Before Amitesh could scream, it lunged.
"AAAHHH!"
He jolted awake in his own bed, heart hammering against his ribs.
"Ahh… just a dream. Thank god."
He exhaled shakily, rubbed his face, and dragged himself out of bed. After splashing water on his face and throwing on fresh clothes, he reached for the doorknob.
Thud.
A heavy sound came from the other side—like someone had just face-planted.
He yanked the door open.
Zoey was sprawled on the floor, cheek pressed to the tiles, arms flailed out.
Amitesh blinked. "Huh? You okay, Zoey?"
Zoey groaned, pushing herself up. "Yeah, yeah… just fell. Who the hell set traps out here?!"
Amitesh scratched the back of his neck. "Uh… me."
She shot him a look while brushing dust off her knees. "Why?!"
"My leg got caught in your stupid string!"
Amitesh shrugged, trying to sound casual. "Just… safety precautions.
'After I found out I'm literally the only person living on the 25th floor, I figured traps were a good idea. Last time I got kidnapped, I promised myself it wouldn't happen again.'
Zoey rolled her eyes, standing fully now. "Whatever. Get moving. You're patrolling the border with me today."
She stretched her arms high above her head as she spoke.
Today she wore a cropped top—tight, short, ending well above her navel. When she stretched, the fabric rode up even further, exposing the smooth curve of her waist and the gentle dip of her lower belly. The morning light caught the faint outline of her abs as she twisted slightly.
Amitesh's throat went dry.
His heart slammed against his chest like it wanted to break free.
He swallowed hard and jerked his gaze away, cheeks burning.
No dirty thoughts, Amitesh. No. Dirty. Thoughts.
He muttered under his breath like a mantra.
Zoey dropped her arms and glanced at him sideways.
"Let's go."
He nodded quickly—too quickly—and fell into step beside her.
They walked side by side down the long corridor. Even though he kept his eyes firmly ahead, the image kept replaying in his mind: her stretching, the way the top lifted, the soft curves that appeared for just a second…
He clenched his jaw.
Stop it. Stop it right now.
Meanwhile, a small, wicked smirk curled inside Zoey's mind.
Oh sweet boy… you think I didn't notice you staring?
She didn't say a word, didn't turn her head, didn't give any sign.
But the smirk grew.
Auu, your flustered little face was kinda cute this time… so I'll let it slide.
Next time though?
Her fingers flexed slightly at her side.
I'll crush that pretty head between my hands.
She kept walking, pace relaxed, expression innocent.
Amitesh had no idea the predator walking right beside him was already counting down.
___
The walk to the northern border took almost forty minutes.
The compound's outer ring was a maze of half-collapsed warehouses, rusted shipping containers, and tall chain-link fences patched with whatever scrap metal they could find. Wind carried the smell of old oil and distant smoke.
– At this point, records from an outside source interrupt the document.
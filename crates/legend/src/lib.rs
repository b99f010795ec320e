//! Colour handling for raster stack layers.
//!
//! - [`ColorSpecification`]: value/colour/description files in RGB or CMYK
//! - [`Rgb`] with hex and CMYK conversions
//! - [`ColorRamp`] and [`determine_class`] for bucketing cell values
//! - [`Legend`] built from nice intervals or a colour specification
//! - [`UncertaintyClass`] for the uncertainty layer

pub mod color;
pub mod error;
pub mod legend;
pub mod ramp;
pub mod specification;
pub mod uncertainty;

pub use color::{Cmyk, ColorModel, Rgb};
pub use error::{LegendError, LegendResult};
pub use legend::{Legend, LegendClass};
pub use ramp::{determine_class, ColorRamp, WATER_LEVEL_CLASSES, WATER_LEVEL_HIGH, WATER_LEVEL_LOW};
pub use specification::{ColorEntry, ColorSpecification};
pub use uncertainty::UncertaintyClass;
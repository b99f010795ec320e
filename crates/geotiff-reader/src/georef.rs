//! Affine georeferencing from GeoTIFF model tags.
//!
//! Two encodings are supported:
//!
//! - `ModelPixelScaleTag` + `ModelTiepointTag`: one tiepoint `(i, j, k, x, y, z)`
//!   ties raster position `(i, j)` to world `(x, y)`; the scale gives cell size.
//! - `ModelTransformationTag`: a 4x4 row-major matrix. Only axis-aligned
//!   matrices are accepted.
//!
//! A `GTRasterTypeGeoKey` of `RasterPixelIsPoint` moves the origin half a cell
//! up and left so the transform always addresses cell corners.

use stack_query::GeoTransform;

use crate::error::{GeoTiffError, GeoTiffResult};

/// `GTRasterTypeGeoKey` in the GeoKey directory.
const GT_RASTER_TYPE_GEO_KEY: u32 = 1025;

/// `RasterPixelIsPoint` value of `GTRasterTypeGeoKey`.
const RASTER_PIXEL_IS_POINT: u32 = 2;

/// Raw georeferencing tags read from a TIFF directory.
#[derive(Debug, Clone, Default)]
pub struct GeoTags {
    pub pixel_scale: Option<Vec<f64>>,
    pub tiepoint: Option<Vec<f64>>,
    pub transformation: Option<Vec<f64>>,
    pub geo_key_directory: Option<Vec<u32>>,
}

impl GeoTags {
    /// Build the affine transform these tags describe.
    pub fn transform(&self) -> GeoTiffResult<GeoTransform> {
        let transform = match (&self.pixel_scale, &self.tiepoint, &self.transformation) {
            (Some(scale), Some(tiepoint), _) => from_scale_and_tiepoint(scale, tiepoint)?,
            (_, _, Some(matrix)) => from_transformation(matrix)?,
            _ => {
                return Err(GeoTiffError::MissingGeoreference(
                    "no ModelPixelScale/ModelTiepoint pair or ModelTransformation".to_string(),
                ))
            }
        };

        if self.pixel_is_point() {
            Ok(GeoTransform::new(
                transform.origin_x - transform.cell_width / 2.0,
                transform.origin_y - transform.cell_height / 2.0,
                transform.cell_width,
                transform.cell_height,
            ))
        } else {
            Ok(transform)
        }
    }

    /// Whether the GeoKey directory declares point-registered pixels.
    pub fn pixel_is_point(&self) -> bool {
        self.geo_key_directory
            .as_deref()
            .and_then(|keys| geo_key_value(keys, GT_RASTER_TYPE_GEO_KEY))
            == Some(RASTER_PIXEL_IS_POINT)
    }
}

fn from_scale_and_tiepoint(scale: &[f64], tiepoint: &[f64]) -> GeoTiffResult<GeoTransform> {
    if scale.len() < 2 || tiepoint.len() < 6 {
        return Err(GeoTiffError::MissingGeoreference(format!(
            "pixel scale has {} values and tiepoint has {}",
            scale.len(),
            tiepoint.len()
        )));
    }
    let (sx, sy) = (scale[0], scale[1]);
    let (i, j, x, y) = (tiepoint[0], tiepoint[1], tiepoint[3], tiepoint[4]);

    Ok(GeoTransform::new(x - i * sx, y + j * sy, sx, -sy))
}

fn from_transformation(matrix: &[f64]) -> GeoTiffResult<GeoTransform> {
    if matrix.len() < 16 {
        return Err(GeoTiffError::MissingGeoreference(format!(
            "model transformation has {} values",
            matrix.len()
        )));
    }
    if matrix[1] != 0.0 || matrix[4] != 0.0 {
        return Err(GeoTiffError::Unsupported(
            "rotated model transformation".to_string(),
        ));
    }

    Ok(GeoTransform::new(matrix[3], matrix[7], matrix[0], matrix[5]))
}

/// Look up an inline SHORT value in a GeoKey directory.
///
/// The directory is a header `(version, revision, minor, count)` followed by
/// `count` entries of `(key, location, count, value)`. Location 0 means the
/// value is stored inline.
fn geo_key_value(directory: &[u32], key: u32) -> Option<u32> {
    let count = *directory.get(3)? as usize;
    directory
        .get(4..)?
        .chunks_exact(4)
        .take(count)
        .find(|entry| entry[0] == key && entry[1] == 0)
        .map(|entry| entry[3])
}
//! Command implementations behind the `location-cli` binary.
//!
//! Each command returns the body the binary prints, so the same JSON the
//! HTTP service answers with can be produced offline against local files.

use std::path::Path;

use anyhow::{Context, Result};
use legend::{ColorRamp, ColorSpecification, Legend};
use location_protocol::{
    IntervalParams, IntervalResponse, LocationError, LocationParams, LocationResponse,
    ProtocolError, RasterSource,
};
use serde::Serialize;
use stack_query::{select_interval, QueryConfig, StackQuery};

/// Run a stack query against raster files given on the command line.
///
/// Raster paths are used as given; there is no data directory.
pub fn location(
    params: &LocationParams,
    config: &QueryConfig,
) -> Result<LocationResponse, LocationError> {
    let request = params.validate()?;

    let files = match &request.source {
        RasterSource::Files(files) => files,
        RasterSource::Stack(name) => return Err(ProtocolError::UnknownStack(name.clone()).into()),
    };

    let layers = geotiff_reader::open_layers(files)?;
    let result = StackQuery::new(config.clone()).run(&layers, request.coordinate())?;

    tracing::debug!(
        row = result.cell.row,
        column = result.cell.column,
        valid = result.valid_cell_count,
        "Location query answered"
    );

    Ok(LocationResponse::new(&request, &result))
}

/// Nice interval and breaks for a value range.
pub fn interval(params: &IntervalParams) -> Result<IntervalResponse, LocationError> {
    let (min, max) = params.validate()?;
    Ok(IntervalResponse::from(select_interval(min, max)))
}

/// Build a legend.
///
/// With a colour file the legend has one class per entry, limited to
/// `range` when given. Without one, `range` is required and the classes
/// follow the water-level ramp.
pub fn legend(color_file: Option<&Path>, range: Option<(f64, f64)>) -> Result<Legend> {
    match (color_file, range) {
        (Some(path), range) => {
            let spec = ColorSpecification::from_file(path)
                .with_context(|| format!("Failed to read colour file: {:?}", path))?;
            let mut legend = Legend::from_specification(&spec)?;
            if let Some((min, max)) = range {
                legend.classes.retain(|c| c.lower >= min && c.lower <= max);
            }
            Ok(legend)
        }
        (None, Some((min, max))) => Ok(Legend::for_range(min, max, &ColorRamp::water_level())),
        (None, None) => anyhow::bail!("Provide a colour file or a --min/--max range"),
    }
}

/// Serialize a body for stdout.
pub fn to_json<T: Serialize>(body: &T, pretty: bool) -> Result<String> {
    let json = if pretty {
        serde_json::to_string_pretty(body)?
    } else {
        serde_json::to_string(body)?
    };
    Ok(json)
}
Amitesh kept stealing glances at Zoey's side profile.
She walked with that loose, confident stride—arms swinging just enough to make the crop top shift every few steps.
Every time she raised an arm to point something out or scratch the back of her neck, a thin strip of skin appeared again. He tried counting cracks in the concrete instead. Failed miserably.
Zoey suddenly stopped.
She turned her head slowly toward him, eyes narrowed
"You're doing it again."
Amitesh flinched like someone had cracked a whip. "Doing what?"
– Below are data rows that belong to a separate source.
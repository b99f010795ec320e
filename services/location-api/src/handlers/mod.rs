//! HTTP request handlers for the location API.

pub mod health;
pub mod interval;
pub mod location;
pub mod stacks;

use axum::{
    http::{header, StatusCode},
    response::{IntoResponse, Response},
};
use location_protocol::{FailureResponse, LocationError};
use serde::Serialize;

/// Serialize `body` as a JSON response with `status`.
pub(crate) fn json_response<T: Serialize>(status: StatusCode, body: &T) -> Response {
    match serde_json::to_string(body) {
        Ok(json) => (status, [(header::CONTENT_TYPE, "application/json")], json).into_response(),
        Err(e) => {
            tracing::error!("Failed to serialize response: {}", e);
            StatusCode::INTERNAL_SERVER_ERROR.into_response()
        }
    }
}

/// Failure body with the status code of `err`.
pub(crate) fn failure_response(err: &LocationError) -> Response {
    let status =
        StatusCode::from_u16(err.status_code()).unwrap_or(StatusCode::INTERNAL_SERVER_ERROR);
    json_response(status, &err.to_failure())
}

pub(crate) fn internal_error(message: &str) -> Response {
    json_response(
        StatusCode::INTERNAL_SERVER_ERROR,
        &FailureResponse::new(message),
    )
}
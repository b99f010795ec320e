//! Error types for GeoTIFF access.

use thiserror::Error;

/// Result type for GeoTIFF operations.
pub type GeoTiffResult<T> = Result<T, GeoTiffError>;

/// Error types for GeoTIFF access.
#[derive(Error, Debug)]
pub enum GeoTiffError {
    /// File I/O error
    #[error("I/O error: {0}")]
    Io(#[from] std::io::Error),

    /// Decoder error from the TIFF layer
    #[error("TIFF error: {0}")]
    Tiff(#[from] tiff::TiffError),

    /// No usable georeferencing tags
    #[error("Missing georeference: {0}")]
    MissingGeoreference(String),

    /// Valid TIFF the reader cannot interpret as a raster grid
    #[error("Unsupported layout: {0}")]
    Unsupported(String),

    /// Requested band does not exist
    #[error("Band {band} out of range (raster has {count} bands)")]
    InvalidBand { band: usize, count: usize },

    /// Requested cell does not exist
    #[error("Cell ({column}, {row}) outside {columns}x{rows} raster")]
    CellOutOfRange {
        column: usize,
        row: usize,
        columns: usize,
        rows: usize,
    },
}
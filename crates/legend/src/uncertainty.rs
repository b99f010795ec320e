//! Uncertainty classes for the uncertainty layer of a stack.

use std::fmt;

use serde::{Deserialize, Serialize};

/// Upper bound (inclusive) of the low class.
pub const LOW_UPPER: f64 = 0.33;

/// Upper bound (inclusive) of the moderate class.
pub const MODERATE_UPPER: f64 = 0.67;

#[derive(Debug, Clone, Copy, PartialEq, Eq, Serialize, Deserialize)]
#[serde(rename_all = "lowercase")]
pub enum UncertaintyClass {
    Low,
    Moderate,
    High,
}

impl UncertaintyClass {
    /// Classify an uncertainty value, rounded to three decimals first.
    pub fn classify(value: f64) -> Self {
        let value = (value * 1000.0).round() / 1000.0;
        if value <= LOW_UPPER {
            UncertaintyClass::Low
        } else if value <= MODERATE_UPPER {
            UncertaintyClass::Moderate
        } else {
            UncertaintyClass::High
        }
    }

    /// Label shown next to a queried cell.
    pub fn label(&self) -> &'static str {
        match self {
            UncertaintyClass::Low => "Low (< 0.34)",
            UncertaintyClass::Moderate => "Moderate (0.34 to 0.67)",
            UncertaintyClass::High => "High (> 0.67)",
        }
    }
}

impl fmt::Display for UncertaintyClass {
    fn fmt(&self, f: &mut fmt::Formatter<'_>) -> fmt::Result {
        f.write_str(self.label())
    }
}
"That adorable little pervert routine."
She closed the distance in two steps.
"That thing where you stare for three seconds, look away for two, then stare again like you think I've magically gone blind
"Three seconds staring. Two seconds looking away like a guilty puppy. Then back again. Your brain must be exhausted."
She stepped closer—too close.
"Your pupils are basically doing push-ups right now."
His face went nuclear.
"I—I wasn't—"
"Save it." She smirked, slow and dangerous. "You're so obvious it's almost painful. Cute, but painful."
She reached up and — very deliberately — tugged the hem of her crop top an extra inch higher, just for a heartbeat, before letting it fall back.
Amitesh made a noise somewhere between a choke and a prayer.
She laughed low in her throat.
"God, the way your Adam's apple just did a backflip. Priceless."
She stepped even closer, voice dropping to a dangerous purr.
"You know what I'm thinking right now?"
He couldn't speak. Just shook his head a tiny fraction.
"I'm thinking…" her finger traced one slow line down the center of his chest, "…that if you keep staring like that, I'm going to pin you against the next container we pass, hold your chin, and make you look me in the eyes for a full two minutes. No blinking. No looking away. Just you, slowly melting."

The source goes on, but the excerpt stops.